At position P directly below A:
$$AP = h$$ $$BP = \sqrt{h^2 + (0.5l)^2}$$Condition for tautness:
$$AP + BP = l \implies h + \sqrt{h^2 + 0.25l^2} = l$$ $$\sqrt{h^2 + 0.25l^2} = l – h$$Squaring both sides:
$$h^2 + 0.25l^2 = l^2 + h^2 – 2lh$$ $$2lh = 0.75l^2 \implies h = \frac{3}{8}l$$Step 2: Calculate velocity just before the jerk
Using free fall kinematics ($v^2 = 2gh$):
$$v = \sqrt{2g \left(\frac{3l}{8}\right)} = \sqrt{\frac{3gl}{4}} = \frac{\sqrt{3gl}}{2}$$This velocity is directed vertically downwards.

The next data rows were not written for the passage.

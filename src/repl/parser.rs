//! Input line tokenizing.

/// A tokenized input line: the command keyword plus its arguments.
#[derive(Debug, Clone, PartialEq, Eq)]
pub struct ParsedInput<'a> {
    pub command: &'a str,
    pub args: Vec<&'a str>,
}

/// Split a raw input line on whitespace into command + args.
///
/// Returns `None` for blank lines so the loop can re-prompt instead of
/// treating emptiness as a command.
pub fn parse_input(line: &str) -> Option<ParsedInput<'_>> {
    let mut tokens = line.split_whitespace();
    let command = tokens.next()?;
    Some(ParsedInput {
        command,
        args: tokens.collect(),
    })
}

Step 3: Analyze the Impulse and Final Velocity
When the string becomes taut, the bead is constrained to move along an ellipse with foci at A and B. The tension in the string provides an impulsive force directed along the normal to this ellipse. The normal bisects the angle $\angle APB$.
The tangential velocity component is conserved. We need the angle $\theta$ between the vertical (direction of $v$) and the tangent to the path.

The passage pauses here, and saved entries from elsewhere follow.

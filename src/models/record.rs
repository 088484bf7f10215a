//! Record model representing one contact in the address book.

use crate::domain::{Birthday, Name, Phone};
use crate::error::{CommandError, CommandResult};
use serde::Serialize;
use std::fmt;

/// One contact's data: a name, an ordered list of phone numbers, and an
/// optional birthday.
///
/// The name is immutable after creation. Phones keep insertion order and
/// duplicates are allowed unless explicitly removed.
#[derive(Debug, Clone, PartialEq, Serialize)]
pub struct Record {
    name: Name,
    phones: Vec<Phone>,
    birthday: Option<Birthday>,
}

impl Record {
    /// Create a new record with no phones and no birthday.
    pub fn new(name: Name) -> Self {
        Self {
            name,
            phones: Vec::new(),
            birthday: None,
        }
    }

    /// The contact's name.
    pub fn name(&self) -> &Name {
        &self.name
    }

    /// The contact's phone numbers, in insertion order.
    pub fn phones(&self) -> &[Phone] {
        &self.phones
    }

    /// The contact's birthday, if one has been set.
    pub fn birthday(&self) -> Option<&Birthday> {
        self.birthday.as_ref()
    }

    /// Append an already-validated phone number. Duplicates are not rejected.
    pub fn push_phone(&mut self, phone: Phone) {
        self.phones.push(phone);
    }

    /// Validate and append a phone number. Duplicates are not rejected.
    pub fn add_phone(&mut self, number: &str) -> CommandResult<()> {
        let phone = Phone::new(number)?;
        self.push_phone(phone);
        Ok(())
    }

    /// Remove all phone entries equal to `number`. No-op if absent.
    pub fn remove_phone(&mut self, number: &str) {
        self.phones.retain(|phone| phone.as_str() != number);
    }

    /// Replace `old` with `new`.
    ///
    /// Fails with `PhoneNotFound` if `old` is absent. Adds `new` before
    /// removing `old`, so an invalid new number fails the whole operation
    /// and leaves the old phone intact.
    pub fn edit_phone(&mut self, old: &str, new: &str) -> CommandResult<()> {
        if self.find_phone(old).is_none() {
            return Err(CommandError::PhoneNotFound);
        }
        self.add_phone(new)?;
        self.remove_phone(old);
        Ok(())
    }

    /// Find a phone entry equal to `number`.
    pub fn find_phone(&self, number: &str) -> Option<&Phone> {
        self.phones.iter().find(|phone| phone.as_str() == number)
    }

    /// Validate and set the birthday, silently overwriting any prior one.
    pub fn add_birthday(&mut self, raw: &str) -> CommandResult<()> {
        self.birthday = Some(Birthday::new(raw)?);
        Ok(())
    }

    /// The formatted birthday, or `"No birthday set"`.
    pub fn birthday_display(&self) -> String {
        match &self.birthday {
            Some(birthday) => birthday.to_string(),
            None => "No birthday set".to_string(),
        }
    }

    /// The phone list joined for the `phone` command output.
    pub fn phones_display(&self) -> String {
        self.phones
            .iter()
            .map(Phone::as_str)
            .collect::<Vec<_>>()
            .join(", ")
    }
}

impl fmt::Display for Record {
    fn fmt(&self, f: &mut fmt::Formatter<'_>) -> fmt::Result {
        let phones = self
            .phones
            .iter()
            .map(Phone::as_str)
            .collect::<Vec<_>>()
            .join("; ");
        write!(
            f,
            "Contact name: {}, phones: {}, Birthday: {}",
            self.name,
            phones,
            self.birthday_display()
        )
    }
}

Let $\phi$ be the angle $\angle APB$. The vector $\vec{PA}$ is vertical. $\vec{PB}$ makes an angle with the vertical. $$\tan(\text{angle of PB}) = \frac{0.5l}{h} = \frac{0.5l}{0.375l} = \frac{4}{3}$$ This corresponds to an angle of $53^\circ$. Thus, the angle between the two string segments is $53^\circ$.
The normal (Impulse direction) bisects this angle, so it is at $\alpha = \frac{53^\circ}{2} = 26.5^\circ$ to the vertical.

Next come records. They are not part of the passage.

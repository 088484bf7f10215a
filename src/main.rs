//! Contact Assistant - Main entry point
//!
//! Runs the line-oriented command loop over a process-owned address book.

use anyhow::Result;
use contact_assistant::{repl, AddressBook, Config};
use tracing::{error, info};
use tracing_subscriber::EnvFilter;

fn main() -> Result<()> {
    // Load configuration
    let config = match Config::from_env() {
        Ok(cfg) => cfg,
        Err(e) => {
            eprintln!("Failed to load configuration: {}", e);
            return Err(e.into());
        }
    };

    // Initialize logging (stderr only to keep stdout clean for responses)
    let filter = EnvFilter::try_from_default_env()
        .unwrap_or_else(|_| EnvFilter::new(&config.log_level));

    tracing_subscriber::fmt()
        .with_env_filter(filter)
        .with_writer(std::io::stderr)
        .init();

    info!(
        "Starting contact assistant (default birthday window: {} days)",
        config.birthday_window_days
    );

    let mut book = AddressBook::new();
    if let Err(e) = repl::run(&mut book, &config) {
        error!("Command loop failed: {}", e);
        return Err(e);
    }

    info!("Contact assistant shutdown complete");
    Ok(())
}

The tangent is perpendicular to the normal. Therefore, the angle between the vertical velocity vector and the tangent is $90^\circ – 26.5^\circ$. However, simpler logic applies: The component of velocity along the normal is destroyed; the component perpendicular to the normal (tangential) remains.
$$v_{\text{final}} = v_{\text{initial}} \sin(\alpha)$$(Here $\sin(\alpha)$ projects the vertical velocity onto the tangent, because the angle between Vertical and Normal is $\alpha$, so angle between Vertical and Tangent is $90-\alpha$, and $\cos(90-\alpha) = \sin \alpha$).
Step 4: Final Calculation
We need $\sin(26.5^\circ)$. We know $\cos(53^\circ) = 3/5$. Using half-angle identity $\cos \theta = 1 – 2\sin^2(\theta/2)$:
$$\frac{3}{5} = 1 – 2\sin^2(26.5^\circ)$$ $$2\sin^2(26.5^\circ) = 1 – 0.6 = 0.4$$ $$\sin^2(26.5^\circ) = 0.2 = \frac{1}{5} \implies \sin(26.5^\circ) = \frac{1}{\sqrt{5}}$$So,
$$v_{\text{final}} = v \times \frac{1}{\sqrt{5}} = \frac{\sqrt{3gl}}{2} \times \frac{1}{\sqrt{5}} = \sqrt{\frac{3gl}{20}}$$